# [DIRECTIONS FOR THIS TASK]
Among these records, tally each line with the word "Result"; the answer is that number alone.
────────────────────────────────────────
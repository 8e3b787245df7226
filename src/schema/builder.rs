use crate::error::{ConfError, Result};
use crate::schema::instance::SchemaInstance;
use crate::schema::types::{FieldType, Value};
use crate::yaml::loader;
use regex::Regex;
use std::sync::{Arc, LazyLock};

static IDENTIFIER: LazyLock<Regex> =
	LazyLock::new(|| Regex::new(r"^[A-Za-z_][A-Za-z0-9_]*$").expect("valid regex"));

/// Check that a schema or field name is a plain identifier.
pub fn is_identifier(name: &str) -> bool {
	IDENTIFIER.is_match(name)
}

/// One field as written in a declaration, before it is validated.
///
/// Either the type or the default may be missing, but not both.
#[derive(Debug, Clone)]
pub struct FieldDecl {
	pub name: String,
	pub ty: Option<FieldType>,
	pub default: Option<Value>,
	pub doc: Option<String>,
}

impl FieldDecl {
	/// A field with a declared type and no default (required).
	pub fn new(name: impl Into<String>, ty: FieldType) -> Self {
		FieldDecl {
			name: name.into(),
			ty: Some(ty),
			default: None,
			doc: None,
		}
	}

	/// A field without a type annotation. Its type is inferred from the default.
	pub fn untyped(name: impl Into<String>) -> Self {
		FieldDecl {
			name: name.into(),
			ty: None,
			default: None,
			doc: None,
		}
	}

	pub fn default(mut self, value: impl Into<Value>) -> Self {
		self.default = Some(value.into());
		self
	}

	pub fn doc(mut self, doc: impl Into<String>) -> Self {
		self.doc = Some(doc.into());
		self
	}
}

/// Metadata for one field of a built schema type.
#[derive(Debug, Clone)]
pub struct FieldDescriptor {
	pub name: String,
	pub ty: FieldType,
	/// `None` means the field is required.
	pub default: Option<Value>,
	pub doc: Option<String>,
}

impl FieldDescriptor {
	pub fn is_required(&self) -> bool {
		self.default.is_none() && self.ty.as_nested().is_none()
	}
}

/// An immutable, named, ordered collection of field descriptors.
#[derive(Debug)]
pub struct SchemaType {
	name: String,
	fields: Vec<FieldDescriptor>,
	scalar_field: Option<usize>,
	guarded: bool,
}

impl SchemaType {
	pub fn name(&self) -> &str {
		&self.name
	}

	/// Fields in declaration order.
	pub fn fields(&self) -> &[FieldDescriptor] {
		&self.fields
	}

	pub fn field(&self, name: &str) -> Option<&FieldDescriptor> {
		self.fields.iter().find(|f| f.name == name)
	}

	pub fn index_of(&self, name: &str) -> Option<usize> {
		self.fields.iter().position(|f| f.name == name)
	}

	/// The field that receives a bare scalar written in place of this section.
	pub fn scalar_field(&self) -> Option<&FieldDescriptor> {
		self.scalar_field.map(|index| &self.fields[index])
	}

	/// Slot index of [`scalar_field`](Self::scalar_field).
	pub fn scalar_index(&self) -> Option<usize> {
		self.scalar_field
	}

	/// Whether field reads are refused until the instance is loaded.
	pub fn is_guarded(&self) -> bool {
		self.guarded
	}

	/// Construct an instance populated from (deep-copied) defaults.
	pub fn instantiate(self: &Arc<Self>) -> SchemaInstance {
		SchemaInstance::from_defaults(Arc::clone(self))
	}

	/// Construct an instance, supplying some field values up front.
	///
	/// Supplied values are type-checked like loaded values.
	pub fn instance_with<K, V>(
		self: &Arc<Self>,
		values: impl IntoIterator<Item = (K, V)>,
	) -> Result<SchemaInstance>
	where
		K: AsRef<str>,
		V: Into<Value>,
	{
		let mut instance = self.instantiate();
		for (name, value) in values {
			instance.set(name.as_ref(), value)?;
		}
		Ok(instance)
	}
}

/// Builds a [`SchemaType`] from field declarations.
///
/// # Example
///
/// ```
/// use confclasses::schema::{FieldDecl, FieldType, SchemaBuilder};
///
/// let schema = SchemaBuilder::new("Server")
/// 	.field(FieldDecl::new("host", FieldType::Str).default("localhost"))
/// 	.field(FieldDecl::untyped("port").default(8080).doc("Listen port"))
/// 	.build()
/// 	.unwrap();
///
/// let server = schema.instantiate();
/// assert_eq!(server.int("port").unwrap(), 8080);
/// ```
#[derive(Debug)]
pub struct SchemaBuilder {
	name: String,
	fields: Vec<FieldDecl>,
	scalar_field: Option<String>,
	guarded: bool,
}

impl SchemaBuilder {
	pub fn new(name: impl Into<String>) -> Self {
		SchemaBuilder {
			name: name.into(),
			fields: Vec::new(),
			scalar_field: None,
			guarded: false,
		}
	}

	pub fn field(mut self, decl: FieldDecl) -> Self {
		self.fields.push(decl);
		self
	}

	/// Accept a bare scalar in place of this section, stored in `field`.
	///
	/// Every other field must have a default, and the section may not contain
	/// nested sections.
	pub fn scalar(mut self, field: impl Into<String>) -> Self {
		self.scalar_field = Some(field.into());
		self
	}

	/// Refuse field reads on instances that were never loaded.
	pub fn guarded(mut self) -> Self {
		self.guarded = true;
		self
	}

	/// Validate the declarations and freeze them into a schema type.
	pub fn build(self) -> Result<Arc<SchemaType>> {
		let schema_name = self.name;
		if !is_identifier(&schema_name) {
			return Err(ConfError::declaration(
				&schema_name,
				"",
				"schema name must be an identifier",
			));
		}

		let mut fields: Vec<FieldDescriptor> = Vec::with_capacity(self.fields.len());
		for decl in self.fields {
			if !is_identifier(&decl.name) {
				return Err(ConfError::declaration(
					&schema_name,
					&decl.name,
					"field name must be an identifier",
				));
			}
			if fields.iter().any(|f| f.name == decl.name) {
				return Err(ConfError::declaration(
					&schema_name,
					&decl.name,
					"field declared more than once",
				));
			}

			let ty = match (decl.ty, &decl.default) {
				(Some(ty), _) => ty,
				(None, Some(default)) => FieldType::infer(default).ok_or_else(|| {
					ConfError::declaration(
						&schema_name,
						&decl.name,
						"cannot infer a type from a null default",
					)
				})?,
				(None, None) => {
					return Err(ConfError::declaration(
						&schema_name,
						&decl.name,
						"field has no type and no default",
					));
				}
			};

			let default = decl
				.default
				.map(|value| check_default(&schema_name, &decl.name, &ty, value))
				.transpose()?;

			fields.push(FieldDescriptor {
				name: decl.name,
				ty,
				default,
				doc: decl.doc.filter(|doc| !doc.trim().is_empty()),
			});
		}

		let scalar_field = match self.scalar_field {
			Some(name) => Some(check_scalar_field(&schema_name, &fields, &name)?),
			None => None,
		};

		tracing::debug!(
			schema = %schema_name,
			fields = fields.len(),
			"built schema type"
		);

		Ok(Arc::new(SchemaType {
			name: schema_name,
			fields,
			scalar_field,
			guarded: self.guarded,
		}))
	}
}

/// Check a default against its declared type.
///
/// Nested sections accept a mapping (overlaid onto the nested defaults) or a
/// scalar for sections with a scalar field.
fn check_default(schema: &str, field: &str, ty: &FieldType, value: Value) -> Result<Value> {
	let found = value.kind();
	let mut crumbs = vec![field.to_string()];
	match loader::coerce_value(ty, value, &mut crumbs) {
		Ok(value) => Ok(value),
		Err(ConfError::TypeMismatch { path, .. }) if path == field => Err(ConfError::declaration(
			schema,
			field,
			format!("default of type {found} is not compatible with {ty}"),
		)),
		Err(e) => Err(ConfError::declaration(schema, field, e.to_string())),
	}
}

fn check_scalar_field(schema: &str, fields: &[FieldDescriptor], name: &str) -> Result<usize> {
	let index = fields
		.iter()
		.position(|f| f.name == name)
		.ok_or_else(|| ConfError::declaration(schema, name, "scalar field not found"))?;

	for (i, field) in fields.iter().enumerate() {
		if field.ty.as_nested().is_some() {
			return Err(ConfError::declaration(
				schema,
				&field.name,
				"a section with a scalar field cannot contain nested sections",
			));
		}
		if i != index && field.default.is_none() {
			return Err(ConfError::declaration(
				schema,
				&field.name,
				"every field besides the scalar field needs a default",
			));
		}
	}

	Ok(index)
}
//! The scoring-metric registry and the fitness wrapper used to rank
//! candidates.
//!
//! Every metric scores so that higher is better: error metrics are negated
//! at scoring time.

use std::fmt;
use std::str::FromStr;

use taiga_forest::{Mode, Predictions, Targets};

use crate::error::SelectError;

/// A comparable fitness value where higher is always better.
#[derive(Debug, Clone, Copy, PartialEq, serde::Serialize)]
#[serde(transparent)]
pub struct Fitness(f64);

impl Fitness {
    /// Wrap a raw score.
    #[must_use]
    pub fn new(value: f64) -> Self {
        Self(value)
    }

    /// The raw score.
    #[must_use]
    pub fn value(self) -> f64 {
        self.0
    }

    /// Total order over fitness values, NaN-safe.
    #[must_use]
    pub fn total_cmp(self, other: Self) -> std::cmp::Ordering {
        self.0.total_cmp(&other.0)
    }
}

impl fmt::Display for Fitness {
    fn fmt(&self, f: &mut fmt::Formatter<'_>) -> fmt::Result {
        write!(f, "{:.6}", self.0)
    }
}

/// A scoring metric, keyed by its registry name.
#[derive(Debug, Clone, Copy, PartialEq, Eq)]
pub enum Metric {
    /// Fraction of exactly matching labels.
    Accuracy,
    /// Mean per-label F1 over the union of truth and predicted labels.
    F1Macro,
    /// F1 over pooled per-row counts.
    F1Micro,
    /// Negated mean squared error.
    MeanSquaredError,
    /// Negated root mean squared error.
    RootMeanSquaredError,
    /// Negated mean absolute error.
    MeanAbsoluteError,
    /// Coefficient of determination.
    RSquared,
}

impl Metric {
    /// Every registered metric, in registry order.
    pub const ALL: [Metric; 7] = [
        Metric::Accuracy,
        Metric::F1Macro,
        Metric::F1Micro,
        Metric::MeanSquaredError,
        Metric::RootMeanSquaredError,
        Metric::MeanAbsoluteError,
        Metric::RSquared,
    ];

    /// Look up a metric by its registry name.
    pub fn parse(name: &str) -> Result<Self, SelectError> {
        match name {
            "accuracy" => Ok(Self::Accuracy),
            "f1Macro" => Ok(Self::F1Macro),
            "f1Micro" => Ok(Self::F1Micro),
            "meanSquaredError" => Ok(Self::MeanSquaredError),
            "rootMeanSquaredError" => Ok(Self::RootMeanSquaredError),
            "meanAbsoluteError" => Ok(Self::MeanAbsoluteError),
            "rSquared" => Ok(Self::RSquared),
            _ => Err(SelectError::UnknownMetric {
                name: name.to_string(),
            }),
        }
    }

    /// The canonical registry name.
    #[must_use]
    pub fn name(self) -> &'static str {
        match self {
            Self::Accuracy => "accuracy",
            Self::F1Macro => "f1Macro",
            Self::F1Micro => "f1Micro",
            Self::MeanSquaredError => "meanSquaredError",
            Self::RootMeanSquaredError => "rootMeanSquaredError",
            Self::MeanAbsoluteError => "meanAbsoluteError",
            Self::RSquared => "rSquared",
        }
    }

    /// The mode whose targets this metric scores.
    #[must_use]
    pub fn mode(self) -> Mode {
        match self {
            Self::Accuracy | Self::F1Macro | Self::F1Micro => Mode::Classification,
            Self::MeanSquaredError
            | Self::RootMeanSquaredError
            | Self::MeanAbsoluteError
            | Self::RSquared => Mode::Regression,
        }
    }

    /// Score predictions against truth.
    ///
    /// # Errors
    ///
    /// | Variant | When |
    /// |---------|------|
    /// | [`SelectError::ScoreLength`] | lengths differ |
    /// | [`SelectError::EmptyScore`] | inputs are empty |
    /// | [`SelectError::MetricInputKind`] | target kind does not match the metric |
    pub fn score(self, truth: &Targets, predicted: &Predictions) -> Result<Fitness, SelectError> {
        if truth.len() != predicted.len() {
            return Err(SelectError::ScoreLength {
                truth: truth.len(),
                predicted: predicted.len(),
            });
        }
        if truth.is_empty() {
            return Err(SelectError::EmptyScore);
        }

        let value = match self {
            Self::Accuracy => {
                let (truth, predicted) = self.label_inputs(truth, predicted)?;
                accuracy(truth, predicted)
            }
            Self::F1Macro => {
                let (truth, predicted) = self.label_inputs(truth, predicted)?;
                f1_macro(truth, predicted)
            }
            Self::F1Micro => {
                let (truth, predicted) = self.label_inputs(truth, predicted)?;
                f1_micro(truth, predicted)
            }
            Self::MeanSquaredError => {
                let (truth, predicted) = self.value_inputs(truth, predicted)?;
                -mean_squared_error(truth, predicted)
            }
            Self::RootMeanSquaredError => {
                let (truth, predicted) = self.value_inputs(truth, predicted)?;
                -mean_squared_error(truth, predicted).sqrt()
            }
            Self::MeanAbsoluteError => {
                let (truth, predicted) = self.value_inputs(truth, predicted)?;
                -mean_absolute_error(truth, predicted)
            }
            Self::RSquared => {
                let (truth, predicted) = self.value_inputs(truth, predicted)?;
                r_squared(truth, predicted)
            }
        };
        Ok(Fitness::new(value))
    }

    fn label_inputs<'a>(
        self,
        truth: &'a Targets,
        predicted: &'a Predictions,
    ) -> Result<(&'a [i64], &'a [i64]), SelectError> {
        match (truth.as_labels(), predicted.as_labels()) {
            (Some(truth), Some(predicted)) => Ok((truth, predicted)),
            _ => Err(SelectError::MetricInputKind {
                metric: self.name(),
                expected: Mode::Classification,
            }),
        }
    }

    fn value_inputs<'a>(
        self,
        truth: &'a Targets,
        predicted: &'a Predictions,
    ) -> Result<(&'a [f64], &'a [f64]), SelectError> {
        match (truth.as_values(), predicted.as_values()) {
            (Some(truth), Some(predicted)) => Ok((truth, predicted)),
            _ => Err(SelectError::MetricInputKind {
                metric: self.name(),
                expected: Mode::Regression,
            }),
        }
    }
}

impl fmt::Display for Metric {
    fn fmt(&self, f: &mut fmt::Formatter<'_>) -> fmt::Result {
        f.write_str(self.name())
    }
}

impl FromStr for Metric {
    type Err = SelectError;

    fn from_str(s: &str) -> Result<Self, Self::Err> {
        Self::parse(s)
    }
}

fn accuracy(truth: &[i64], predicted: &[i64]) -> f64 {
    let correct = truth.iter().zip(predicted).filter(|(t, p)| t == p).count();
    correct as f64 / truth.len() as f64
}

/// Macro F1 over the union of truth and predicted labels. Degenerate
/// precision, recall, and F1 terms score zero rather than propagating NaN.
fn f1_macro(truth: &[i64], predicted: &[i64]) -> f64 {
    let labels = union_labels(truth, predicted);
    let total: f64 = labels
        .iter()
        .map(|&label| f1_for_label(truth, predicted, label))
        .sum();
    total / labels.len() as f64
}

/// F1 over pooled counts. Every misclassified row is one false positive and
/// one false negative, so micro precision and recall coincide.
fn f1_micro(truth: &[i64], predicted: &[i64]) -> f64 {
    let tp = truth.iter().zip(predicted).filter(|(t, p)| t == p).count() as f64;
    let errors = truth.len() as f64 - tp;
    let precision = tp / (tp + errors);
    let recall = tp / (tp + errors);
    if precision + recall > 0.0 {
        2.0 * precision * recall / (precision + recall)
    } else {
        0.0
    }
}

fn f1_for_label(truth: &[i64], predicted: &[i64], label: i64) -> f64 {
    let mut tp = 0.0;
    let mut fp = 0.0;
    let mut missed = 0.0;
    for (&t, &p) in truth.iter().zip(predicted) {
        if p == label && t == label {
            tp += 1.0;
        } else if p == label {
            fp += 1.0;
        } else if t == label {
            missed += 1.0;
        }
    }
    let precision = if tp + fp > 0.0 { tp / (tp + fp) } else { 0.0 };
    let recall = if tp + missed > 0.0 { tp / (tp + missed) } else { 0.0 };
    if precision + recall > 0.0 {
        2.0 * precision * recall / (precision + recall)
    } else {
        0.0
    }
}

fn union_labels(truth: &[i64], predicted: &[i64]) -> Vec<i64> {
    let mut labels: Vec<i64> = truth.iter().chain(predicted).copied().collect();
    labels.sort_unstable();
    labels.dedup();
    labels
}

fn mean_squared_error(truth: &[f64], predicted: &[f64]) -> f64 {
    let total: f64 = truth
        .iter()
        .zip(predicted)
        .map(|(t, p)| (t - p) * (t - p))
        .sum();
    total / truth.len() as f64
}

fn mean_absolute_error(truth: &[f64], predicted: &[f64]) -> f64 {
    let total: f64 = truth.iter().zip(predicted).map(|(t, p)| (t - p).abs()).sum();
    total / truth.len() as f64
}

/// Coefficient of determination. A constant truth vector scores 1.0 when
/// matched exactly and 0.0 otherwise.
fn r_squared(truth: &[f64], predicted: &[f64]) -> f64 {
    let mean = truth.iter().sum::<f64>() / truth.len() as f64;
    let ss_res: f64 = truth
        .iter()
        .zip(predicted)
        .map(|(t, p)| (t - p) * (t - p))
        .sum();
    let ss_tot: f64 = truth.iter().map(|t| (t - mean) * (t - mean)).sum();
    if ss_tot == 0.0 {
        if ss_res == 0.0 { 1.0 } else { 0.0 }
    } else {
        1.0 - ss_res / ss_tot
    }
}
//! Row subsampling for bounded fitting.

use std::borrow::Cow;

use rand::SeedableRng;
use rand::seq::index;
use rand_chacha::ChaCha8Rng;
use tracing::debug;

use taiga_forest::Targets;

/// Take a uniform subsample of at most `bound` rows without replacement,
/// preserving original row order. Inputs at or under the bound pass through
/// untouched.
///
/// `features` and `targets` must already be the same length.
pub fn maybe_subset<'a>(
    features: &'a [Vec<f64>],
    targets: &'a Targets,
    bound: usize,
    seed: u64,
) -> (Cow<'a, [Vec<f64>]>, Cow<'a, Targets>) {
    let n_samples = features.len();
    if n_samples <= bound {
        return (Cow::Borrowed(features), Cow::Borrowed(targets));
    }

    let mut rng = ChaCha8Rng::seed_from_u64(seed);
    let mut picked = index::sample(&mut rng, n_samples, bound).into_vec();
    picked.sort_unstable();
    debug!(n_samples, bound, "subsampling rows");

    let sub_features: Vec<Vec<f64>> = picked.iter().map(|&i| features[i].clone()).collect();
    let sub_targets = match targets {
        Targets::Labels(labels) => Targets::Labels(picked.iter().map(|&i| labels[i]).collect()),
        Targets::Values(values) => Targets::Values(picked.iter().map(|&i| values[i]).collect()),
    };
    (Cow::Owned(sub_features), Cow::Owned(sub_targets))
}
────────────────────────────────────────
# [FINISHED EXERCISE]
12